Posted 12-16-2017 at 02:38 PM by TommyJohn
Updated 07-05-2018 at 07:26 PM by TommyJohn

April 27,1974
vs. Detroit Tigers
at White Sox Park

Just when the Sox thought it was safe to put the embarrassment of streakers and strippers that was Opening Day behind them...

It was Seat Cushion Night at White Sox Park, with the first 20,000 fans receiving a flat, seat-sized cushion with the White Sox insignia on it for those times when they encountered an uncomfortable wooden or metal chair. They could simply put the cushion on the seat to prevent having sore asses. However, about 2,000 or so asses found a different use for the cushions.

The Sox went into the game 7-9, which doesn't look so bad if you realize that they were now 7-1 since starting out 1-8. They looked as if they might be starting to get things together and making a decent run.

32,737, the largest crowd of the young season, turned out for this one.
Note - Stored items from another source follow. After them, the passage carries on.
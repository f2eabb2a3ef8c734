//! Topic predicates and the subscription set used by SUB portals.

use bytes::Bytes;
use portal_core::error::{PortalError, Result};
use std::fmt;
use std::sync::Arc;

/// Custom topic predicate over a message value.
pub type TopicFn = Arc<dyn Fn(&[u8]) -> bool + Send + Sync>;

/// A predicate selecting which published values a subscriber receives.
#[derive(Clone)]
pub enum Topic {
    /// Every value
    All,
    /// No value
    None,
    /// Every non-empty value
    NonEmpty,
    /// Values starting with the given bytes (empty prefix = every value)
    Prefix(Bytes),
    /// Arbitrary predicate; two custom topics are equal only if they share
    /// the same closure
    Custom(TopicFn),
}

impl Topic {
    pub fn prefix(prefix: impl Into<Bytes>) -> Self {
        Self::Prefix(prefix.into())
    }

    pub fn custom(predicate: impl Fn(&[u8]) -> bool + Send + Sync + 'static) -> Self {
        Self::Custom(Arc::new(predicate))
    }

    #[must_use]
    pub fn matches(&self, value: &[u8]) -> bool {
        match self {
            Self::All => true,
            Self::None => false,
            Self::NonEmpty => !value.is_empty(),
            Self::Prefix(prefix) => value.starts_with(prefix),
            Self::Custom(predicate) => predicate(value),
        }
    }
}

impl PartialEq for Topic {
    fn eq(&self, other: &Self) -> bool {
        match (self, other) {
            (Self::All, Self::All) | (Self::None, Self::None) | (Self::NonEmpty, Self::NonEmpty) => {
                true
            }
            (Self::Prefix(a), Self::Prefix(b)) => a == b,
            (Self::Custom(a), Self::Custom(b)) => {
                Arc::as_ptr(a).cast::<()>() == Arc::as_ptr(b).cast::<()>()
            }
            _ => false,
        }
    }
}

impl fmt::Debug for Topic {
    fn fmt(&self, f: &mut fmt::Formatter<'_>) -> fmt::Result {
        match self {
            Self::All => f.write_str("All"),
            Self::None => f.write_str("None"),
            Self::NonEmpty => f.write_str("NonEmpty"),
            Self::Prefix(prefix) => f.debug_tuple("Prefix").field(prefix).finish(),
            Self::Custom(_) => f.write_str("Custom(..)"),
        }
    }
}

/// Set of subscribed topics with match-any semantics.
#[derive(Debug, Default)]
pub struct Subscriptions {
    topics: Vec<Topic>,
}

impl Subscriptions {
    #[must_use]
    pub const fn new() -> Self {
        Self { topics: Vec::new() }
    }

    /// Add a topic.
    ///
    /// # Errors
    ///
    /// `AlreadySubscribed` if an equal topic is already in the set.
    pub fn subscribe(&mut self, topic: Topic) -> Result<()> {
        if self.topics.contains(&topic) {
            return Err(PortalError::AlreadySubscribed);
        }
        self.topics.push(topic);
        Ok(())
    }

    /// Remove a topic. No-op if absent.
    pub fn unsubscribe(&mut self, topic: &Topic) {
        self.topics.retain(|t| t != topic);
    }

    /// Check if a value matches any subscription.
    ///
    /// No subscriptions = nothing matches.
    #[must_use]
    pub fn matches(&self, value: &[u8]) -> bool {
        self.topics.iter().any(|t| t.matches(value))
    }

    #[must_use]
    pub fn len(&self) -> usize {
        self.topics.len()
    }

    #[must_use]
    pub fn is_empty(&self) -> bool {
        self.topics.is_empty()
    }
}

#[cfg(test)]
mod tests {
    use super::*;

    #[test]
    fn test_topic_matching() {
        assert!(Topic::All.matches(b""));
        assert!(!Topic::None.matches(b"anything"));
        assert!(Topic::NonEmpty.matches(b"x"));
        assert!(!Topic::NonEmpty.matches(b""));
        assert!(Topic::prefix("news.").matches(b"news.sport"));
        assert!(!Topic::prefix("news.").matches(b"weather"));
        assert!(Topic::prefix("").matches(b"weather"));
        assert!(Topic::custom(|v| v.len() == 3).matches(b"abc"));
    }

    #[test]
    fn test_topic_equality() {
        let custom = Topic::custom(|_| true);
        assert_eq!(custom, custom.clone());
        assert_ne!(custom, Topic::custom(|_| true));
        assert_eq!(Topic::prefix("a"), Topic::prefix("a"));
        assert_ne!(Topic::All, Topic::prefix(""));
    }

    #[test]
    fn test_duplicate_subscribe_rejected() {
        let mut subs = Subscriptions::new();
        subs.subscribe(Topic::All).unwrap();
        assert_eq!(subs.subscribe(Topic::All), Err(PortalError::AlreadySubscribed));
        assert_eq!(subs.len(), 1);
    }

    #[test]
    fn test_empty_set_matches_nothing() {
        let mut subs = Subscriptions::new();
        assert!(!subs.matches(b"x"));

        subs.subscribe(Topic::prefix("x")).unwrap();
        assert!(subs.matches(b"xy"));

        subs.unsubscribe(&Topic::prefix("x"));
        subs.unsubscribe(&Topic::prefix("x"));
        assert!(subs.is_empty());
        assert!(!subs.matches(b"xy"));
    }
}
It was about halfway through the game that the fur-and cushions-began to fly.

The Sox got a quick 1-0 lead in the 2nd, but Detroit tied it in the 3rd when shortstop Eddie Brinkman, one of the weakest hitters in the Tiger lineup and the American League, smacked a home run to deep left field off Jim Kaat. Then, as if to prove his shot wasn't a fluke, he drove another one into the left field seats off Kaat to lead off the top of the 5th for his first two-homer game in five years.

Kaat was relieved two batters later with two out when he issued a walk to Mickey Stanley. Rich Gossage came on, walked Al Kaline, then had to leave the game mid-batter after injuring himself while pitching to Willie Horton. Hurler Skip Pitlock came on and walked Horton to load the bases, though the pass was credited to Gossage.
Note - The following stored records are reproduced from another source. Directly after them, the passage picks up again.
//! REP protocol
//!
//! Server side of request/reply. One serving pump per REQ peer; all pumps
//! share a protocol-wide turn lock so exactly one transaction is in flight:
//!
//! ```text
//! announce request ─► take turn ─► deliver to app ─► await reply ─► notify peer ─► release turn
//! ```
//!
//! The turn is released only after the reply has been handed to the peer, so
//! a reply can never be routed to a different requester. A reply for a
//! requester that disconnected meanwhile is dropped.

use crate::utils::{protocol_signature, register, unregister};

use futures::FutureExt;
use portal_core::endpoint::{Endpoint, PeerEndpoint};
use portal_core::neighborhood::Neighborhood;
use portal_core::protocol::{PortalCell, Protocol, ProtocolKind, ProtocolPortal};
use portal_core::task;
use std::sync::Arc;
use tracing::{debug, trace};

/// REP protocol state.
#[derive(Default)]
pub struct Rep {
    portal: PortalCell,
    peers: Neighborhood,
    turn: Arc<async_lock::Mutex<()>>,
}

impl Rep {
    pub fn new() -> Self {
        Self::default()
    }

    pub fn peer_count(&self) -> usize {
        self.peers.len()
    }
}

protocol_signature!(Rep, ProtocolKind::Rep);

async fn serve(portal: ProtocolPortal, peer: PeerEndpoint, turn: Arc<async_lock::Mutex<()>>) {
    while let Some(request) = peer.announce().await {
        let _turn = futures::select! {
            guard = turn.lock().fuse() => guard,
            _ = peer.done().fuse() => break,
        };

        request.set_origin(peer.id());
        trace!("[REP] serving request from {}", peer.id());
        if !portal.deliver(request).await {
            break;
        }

        // The app owes this requester a reply even if it already left.
        let Some(reply) = portal.next_outbound().await else {
            break;
        };
        if !peer.notify(reply).await {
            trace!("[REP] requester {} left before the reply", peer.id());
        }
    }
    debug!("[REP] stopped serving {}", peer.id());
}

impl Protocol for Rep {
    fn init(&self, portal: ProtocolPortal) {
        self.portal.set(portal);
    }

    fn add_endpoint(&self, endpoint: Endpoint) {
        debug!("[REP] adding client {}", endpoint.id());
        let peer = register(&self.peers, endpoint);
        task::spawn(serve(
            self.portal.get().clone(),
            peer,
            Arc::clone(&self.turn),
        ));
    }

    fn remove_endpoint(&self, endpoint: &Endpoint) {
        debug!("[REP] removing client {}", endpoint.id());
        unregister(&self.peers, endpoint);
    }
}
Pitlock proceeded to completely lose sight of home plate. His next pitch plunked Bill Freehan to force in a run. He then walked the next two batters on eight straight pitches. Chuck Tanner came to the rescue and inserted rookie Bill "Bugs" Moran, who got the Sox out of the inning. The Sox now trailed 6-1 and the fun was just starting.
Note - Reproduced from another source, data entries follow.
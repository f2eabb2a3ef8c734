//! # Portal Protocols
//!
//! Messaging topologies plugged into `portal_core::portal::Portal`:
//! - **PAIR**: exclusive one-to-one link
//! - **PUSH / PULL**: load-balanced fan-out and fair fan-in
//! - **PUB / SUB**: broadcast with subscriber-side topic filtering
//! - **REQ / REP**: request/reply with one transaction in flight per server
//! - **BUS**: full broadcast with origin-based loop avoidance
//! - **STAR**: a bus that relays what it receives
//!
//! Each protocol only talks to its portal through `ProtocolPortal` and to
//! its peers through endpoints; every pump it spawns exits on the portal's
//! close signal or the peer's done signal.

// Allow some pedantic lints
#![allow(clippy::module_name_repetitions)]
#![allow(clippy::must_use_candidate)]
#![allow(clippy::needless_pass_by_value)]

mod utils;

pub mod bus;
pub mod pair;
pub mod publisher;
pub mod pull;
pub mod push;
pub mod rep;
pub mod req;
pub mod star;
pub mod subscriber;
pub mod subscription;

// Re-export protocol types for clean API
pub use bus::Bus;
pub use pair::Pair;
pub use publisher::Pub;
pub use pull::Pull;
pub use push::Push;
pub use rep::Rep;
pub use req::Req;
pub use star::Star;
pub use subscriber::{Sub, SubPortal};
pub use subscription::{Subscriptions, Topic, TopicFn};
It started in the top of the 6th, when many in the crowd decided to start pounding the cushions on any surface that was handy. So many of them were being slammed that Tribune reporter George Langford wrote that the din sounded akin to a stampede of buffalo and almost (but not quite) drowned out Harry Caray.

It got worse when Stanley bounced a grounder to Ron Santo, playing out of position at 2nd base. Santo bobbled it and Stanley was safe. This proved too much for the crowd, which began to throw the cushions out onto the field. The park was a literal shower of seat cushions as fans booed and tossed. The game was delayed for 10 minutes while the grounds crew cleaned up the mess.

That wasn't the end of it, however. In the bottom of the 6th with a man on, Bill Melton socked a home run with Dick Allen on base to narrow the Tiger lead to 6-3. As Melton rounded the bases and the scoreboard went off, another shower of seat cushions began flying onto the field.

Finally home plate umpire and crew chief Bill Haller pulled the Tigers off the field. The announcement was made that if the fans persisted in throwing the cushions on the field, the game would be forfeited to the Tigers. After five minutes, play resumed.

The cushion tossing finally stopped, but many persisted in pounding the cushions throughout the rest of the game.

A forfeit would not have made much difference, as the Tigers won anyway, 8-3. The loss put the White Sox at 7-10 and back in last place in the AL West. Even worse, the Sox now had a second incident of wild, embarrassing fan behavior in less than a month to try to deal with. In his summary of the game George Langford referred to White Sox Park as "Chicago's new zoo."